Songs like “Back to December,” “Speak Now” and “Mine” are nearly pitch-perfect pop songs, full of clever and well-timed arrangements and melodies. In this respect, “Speak Now” is Taylor Swift’s most consistent album to date; it rarely keeps a dull moment for long, and at its best, the complexity of her song-writing rivals most contemporary-pop stars.

However, what “Speak Now” struggles with is difficulty of emoting and relating for a young country-pop star who has now arrived at the twilight of her youth.

Teenage inhibitions and sensitivities aren’t quite as authentic anymore, and to Swift’s credit she addresses several “grown-up” problems: her relationship with John Mayer (“Dear John”), the embarrassment of Kanye West (“Speak Now”), her feud with blogger Bob Lefsetz (“Mean”).

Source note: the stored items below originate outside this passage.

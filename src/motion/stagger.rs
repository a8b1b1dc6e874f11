/// Start offsets (seconds) for playing a group of `count` elements forward.
///
/// Element `i` starts at `delay_children + i * stagger`, in declared order.
pub fn play_delays(count: usize, delay_children: f64, stagger: f64) -> Vec<f64> {
    (0..count)
        .map(|i| delay_children + i as f64 * stagger)
        .collect()
}

/// Start offsets (seconds) for reversing a group. The last element to
/// appear is the first to leave, and reversal never waits on the group's
/// entrance delay.
pub fn reverse_delays(count: usize, stagger: f64) -> Vec<f64> {
    (0..count)
        .map(|i| (count - 1 - i) as f64 * stagger)
        .collect()
}

#[cfg(test)]
mod tests {
    use super::*;

    fn assert_close(actual: &[f64], expected: &[f64]) {
        assert_eq!(actual.len(), expected.len());
        for (a, e) in actual.iter().zip(expected) {
            assert!((a - e).abs() < 1e-9, "{:?} != {:?}", actual, expected);
        }
    }

    #[test]
    fn three_items_point_two_apart() {
        assert_close(&play_delays(3, 0.0, 0.2), &[0.0, 0.2, 0.4]);
    }

    #[test]
    fn entrance_delay_shifts_whole_group() {
        assert_close(&play_delays(3, 0.3, 0.2), &[0.3, 0.5, 0.7]);
    }

    #[test]
    fn reverse_runs_last_in_first_out() {
        assert_close(&reverse_delays(3, 0.2), &[0.4, 0.2, 0.0]);
    }

    #[test]
    fn empty_group_has_no_delays() {
        assert!(play_delays(0, 0.3, 0.2).is_empty());
        assert!(reverse_delays(0, 0.2).is_empty());
    }
}
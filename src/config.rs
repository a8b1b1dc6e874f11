use log::Level;

/// Scroll offset (px) past which the header switches to its solid style.
pub const HEADER_SCROLL_THRESHOLD: f64 = 50.0;

/// Number of drifting particles behind the call-to-action.
pub const CTA_PARTICLE_COUNT: usize = 20;

const REDUCED_MOTION_QUERY: &str = "(prefers-reduced-motion: reduce)";

#[cfg(debug_assertions)]
pub fn log_level() -> Level {
    Level::Debug // Verbose observer bookkeeping when running locally
}

#[cfg(not(debug_assertions))]
pub fn log_level() -> Level {
    Level::Info
}

/// Whether the browser allows us to animate at all.
///
/// Falls back to `false` when there is no window, so content is shown in its
/// final state instead of being left hidden behind an animation that never
/// runs.
pub fn motion_allowed() -> bool {
    let Some(window) = web_sys::window() else {
        return false;
    };
    match window.match_media(REDUCED_MOTION_QUERY) {
        Ok(Some(query)) => !query.matches(),
        // matchMedia missing means an old engine, not a user preference
        _ => true,
    }
}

But the unfortunate result is that these type of songs often falter with form in light of newer, “more serious” content. “Mean” and “Better than Revenge,” especially, has her in a kind of attack mode that is at odds with her usual understated pixie girl vs. cruel, superficial girl/boy model that, while certainly antagonistic in approach, is more restrained and softly confessional.

Because of this, Swift’s limited vocal range and lyrical capability often trail slowly behind her sweeping compositions – which is perhaps unimportant to her cadre of adoring fans who won’t care either way.